Energia E Clima No Centro Da Agenda CPLP
A directora nacional de Energia, Marcelina Mataveia, descreveu o encontro da CPLP como um momento crucial para alinhar as políticas dos países lusófonos num contexto em que o mundo atravessa uma transição energética global.
“Para os países da CPLP, a transição energética não é apenas uma exigência global, mas uma oportunidade estratégica para transformar as nossas economias, fortalecer a resiliência climática e melhorar a qualidade de vida das populações”, afirmou.
Mataveia sublinhou que Moçambique tem vindo a reforçar o sector energético com planeamento e investimentos sustentáveis, destacando marcos como a Lei da Electricidade (2022), a Estratégia de Transição Energética (2023), a Estratégia de Eficiência Energética e o Compacto de Energia no âmbito da Missão 300, que visa atingir acesso universal à electricidade até 2030.
Planeamento, Regulamentação E Infraestruturas Resilientes
Segundo a directora nacional, o país está na fase adiantada de elaboração do regulamento das concessões e da taxa de acesso universal, instrumentos essenciais para operacionalizar o novo modelo de expansão eléctrica.
“Estamos a desenvolver o sector de energia com infra-estruturas que resistam às mudanças climáticas, discutindo planeamento e financiamento num contexto em que pretendemos o acesso universal em 2030”, explicou.
Mataveia acrescentou que o Governo dispõe de instrumentos de planificação robustos, como a Estratégia Nacional de Electrificação, o Compacto de Energia e a revisão do Plano Director de Infraestruturas Eléctricas, que permitem identificar prioridades e atrair financiamento internacional para projectos estruturantes.
Aposta Em Energias Renováveis E Soluções Fora Da Rede
Uma das prioridades destacadas é o reforço das soluções off-grid, com foco nas energias renováveis descentralizadas, particularmente em zonas rurais e remotas.
Nos últimos anos, estima-se que as soluções fora da rede representem já cerca de 10% da taxa de acesso, contribuindo para tornar a energia mais acessível e inclusiva.
“Temos vários recursos energéticos, renováveis e não renováveis, e estamos empenhados em levar energia aos principais centros de consumo”, disse Mataveia, frisando o equilíbrio entre expansão da oferta e sustentabilidade ambiental.
CPLP Reforça Cooperação E Mobilização De Financiamento
A presidente da Associação Lusófona de Energias Renováveis (ALER), Mayra Pereira, apresentou o Roteiro de Cooperação 2030, o primeiro instrumento de visão comum em matéria de energia e clima no espaço lusófono.

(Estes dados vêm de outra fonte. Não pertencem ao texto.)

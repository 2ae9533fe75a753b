//! Persona registry: loads and validates the evaluator panel.
//!
//! The bundled panel is compiled into the binary; a TOML file can replace it.
//! Validation happens here, once, before any discussion can start.

use std::fs;
use std::path::{Path, PathBuf};

use tracing::{debug, info};

use crate::error::{Error, Result};
use crate::types::Responsibility;

use super::types::{PersonaFile, PersonaSet};

const BUNDLED_PANEL: &str = include_str!("../../config/personas/evaluators.toml");

/// Where the panel definition comes from.
#[derive(Debug, Clone, PartialEq, Eq)]
pub enum PersonaSource {
    /// The default panel compiled into the binary
    Bundled,
    /// A persona file on disk
    File(PathBuf),
    /// TOML text supplied by the caller
    Inline(String),
}

/// Registry of the persona panel.
pub struct PersonaRegistry {
    source: PersonaSource,
}

impl PersonaRegistry {
    pub fn new(source: PersonaSource) -> Self {
        Self { source }
    }

    /// Registry serving the bundled default panel.
    pub fn bundled() -> Self {
        Self::new(PersonaSource::Bundled)
    }

    /// Registry reading from `file` if given, the bundled panel otherwise.
    pub fn from_optional_file(file: Option<&str>) -> Self {
        match file {
            Some(path) => Self::new(PersonaSource::File(PathBuf::from(path))),
            None => Self::bundled(),
        }
    }

    pub fn source(&self) -> &PersonaSource {
        &self.source
    }

    /// Load the panel and enforce the four-persona invariant.
    pub fn load_personas(&self) -> Result<PersonaSet> {
        let text = match &self.source {
            PersonaSource::Bundled => BUNDLED_PANEL.to_string(),
            PersonaSource::File(path) => read_persona_file(path)?,
            PersonaSource::Inline(text) => text.clone(),
        };

        let file: PersonaFile = toml::from_str(&text)
            .map_err(|e| Error::persona_config(format!("failed to parse persona TOML: {}", e)))?;
        debug!(entries = file.personas.len(), source = ?self.source, "Parsed persona file");

        let set = PersonaSet::from_descriptors(&file.personas)?;

        info!(
            personas = %set.iter().map(|p| p.id.as_str()).collect::<Vec<_>>().join(","),
            "Persona panel loaded"
        );
        Ok(set)
    }

    /// One line per responsibility describing who holds it.
    pub fn describe(set: &PersonaSet) -> Vec<PersonaListing> {
        Responsibility::all()
            .iter()
            .map(|r| {
                let p = set.get(*r);
                PersonaListing {
                    responsibility: *r,
                    id: p.id.clone(),
                    display_name: p.display_name.clone(),
                }
            })
            .collect()
    }
}

impl Default for PersonaRegistry {
    fn default() -> Self {
        Self::bundled()
    }
}

/// Summary of a panel seat.
#[derive(Debug, Clone, PartialEq, Eq)]
pub struct PersonaListing {
    pub responsibility: Responsibility,
    pub id: String,
    pub display_name: String,
}

fn read_persona_file(path: &Path) -> Result<String> {
    let expanded = shellexpand::tilde(&path.to_string_lossy()).into_owned();
    fs::read_to_string(&expanded).map_err(|e| {
        Error::persona_config(format!("cannot read persona file {}: {}", expanded, e))
    })
}

#[cfg(test)]
mod tests {
    use super::*;
    use tempfile::TempDir;

    fn persona_toml(entries: &[(&str, &str)]) -> String {
        entries
            .iter()
            .map(|(id, responsibility)| {
                format!(
                    r#"
[[persona]]
id = "{id}"
display_name = "{id}"
persona = "Judge {id}"
role = "Decides {responsibility}"
responsibility = "{responsibility}"
avatar = "{id}.png"
"#
                )
            })
            .collect()
    }

    fn load_inline(text: String) -> Result<PersonaSet> {
        PersonaRegistry::new(PersonaSource::Inline(text)).load_personas()
    }

    #[test]
    fn test_bundled_panel_is_valid() {
        let set = PersonaRegistry::bundled().load_personas().unwrap();
        assert_eq!(set.len(), 4);
        for r in Responsibility::all() {
            assert_eq!(set.get(*r).responsibility, *r);
        }
    }

    #[test]
    fn test_rejects_three_personas() {
        let text = persona_toml(&[("a", "name"), ("b", "flavor"), ("c", "attribute")]);
        assert!(matches!(load_inline(text), Err(Error::PersonaConfig { .. })));
    }

    #[test]
    fn test_rejects_five_personas() {
        let text = persona_toml(&[
            ("a", "name"),
            ("b", "flavor"),
            ("c", "attribute"),
            ("d", "color-rarity"),
            ("e", "name"),
        ]);
        assert!(matches!(load_inline(text), Err(Error::PersonaConfig { .. })));
    }

    #[test]
    fn test_rejects_duplicate_responsibility() {
        let text = persona_toml(&[
            ("a", "name"),
            ("b", "name"),
            ("c", "attribute"),
            ("d", "color-rarity"),
        ]);
        let err = load_inline(text).unwrap_err();
        assert!(matches!(err, Error::PersonaConfig { .. }));
        assert!(err.to_string().contains("claimed by both"));
    }

    #[test]
    fn test_rejects_unknown_responsibility() {
        let text = persona_toml(&[
            ("a", "name"),
            ("b", "flavor"),
            ("c", "attribute"),
            ("d", "effect"),
        ]);
        let err = load_inline(text).unwrap_err();
        assert!(matches!(err, Error::PersonaConfig { .. }));
        assert!(err.to_string().contains("Unknown responsibility"));
    }

    #[test]
    fn test_rejects_responsibility_spelling_variants() {
        for variant in ["flavour", "Name", "NAME", "colour-rarity", "color_rarity", " attribute"] {
            let mut entries = vec![
                ("a", "name"),
                ("b", "flavor"),
                ("c", "attribute"),
                ("d", "color-rarity"),
            ];
            let slot = match variant.trim().to_lowercase().as_str() {
                "name" => 0,
                "flavour" => 1,
                "attribute" => 2,
                _ => 3,
            };
            entries[slot].1 = variant;
            let err = load_inline(persona_toml(&entries)).unwrap_err();
            assert!(
                matches!(err, Error::PersonaConfig { .. }),
                "{variant:?} should be rejected"
            );
        }
    }

    #[test]
    fn test_rejects_mixed_case_panel() {
        let text = persona_toml(&[
            ("a", "NAME"),
            ("b", "flavour"),
            ("c", "Attribute"),
            ("d", "colour-rarity"),
        ]);
        assert!(matches!(load_inline(text), Err(Error::PersonaConfig { .. })));
    }

    #[test]
    fn test_rejects_wrong_field_shape() {
        let text = r#"
[[persona]]
id = "a"
display_name = "A"
persona = "x"
role = "y"
responsibility = 7
avatar = "a.png"
"#;
        assert!(matches!(
            load_inline(text.to_string()),
            Err(Error::PersonaConfig { .. })
        ));
    }

    #[test]
    fn test_loads_from_file() {
        let tmp = TempDir::new().unwrap();
        let path = tmp.path().join("panel.toml");
        fs::write(
            &path,
            persona_toml(&[
                ("a", "name"),
                ("b", "flavor"),
                ("c", "attribute"),
                ("d", "color-rarity"),
            ]),
        )
        .unwrap();

        let set = PersonaRegistry::new(PersonaSource::File(path)).load_personas().unwrap();
        assert_eq!(set.get(Responsibility::Flavor).id, "b");
    }

    #[test]
    fn test_missing_file_is_persona_error() {
        let registry = PersonaRegistry::new(PersonaSource::File(PathBuf::from(
            "/nonexistent/panel.toml",
        )));
        assert!(matches!(
            registry.load_personas(),
            Err(Error::PersonaConfig { .. })
        ));
    }

    #[test]
    fn test_describe_lists_every_seat() {
        let set = PersonaRegistry::bundled().load_personas().unwrap();
        let listing = PersonaRegistry::describe(&set);
        assert_eq!(listing.len(), 4);
        assert_eq!(listing[0].responsibility, Responsibility::Name);
    }
}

O documento assenta em quatro eixos prioritários: planeamento energético, liderança e capacitação, mobilização de financiamento e aceleração das transições energéticas.
“Mais do que um documento técnico, o roteiro é o resultado de um alinhamento político e estratégico entre os países unidos pela língua e pela ambição de um futuro sustentável”, sublinhou.
Economia Verde E Desafios De Financiamento Sustentável
Apesar da ambição do plano, o desafio do financiamento climático sustentável continua a ser central.
Moçambique, como outros países africanos, enfrenta limitações de liquidez e de acesso a mecanismos de financiamento internacional, o que exige parcerias público-privadas inovadoras e estruturas de crédito climático adequadas ao contexto nacional.
Analistas consultados pelo O.Económico defendem que, ao projectar 80 mil milhões de dólares de investimento, Moçambique sinaliza a maturidade da sua visão económica verde e a integração da política energética na agenda de desenvolvimento, transformando a transição energética num motor de crescimento e de transformação estrutural.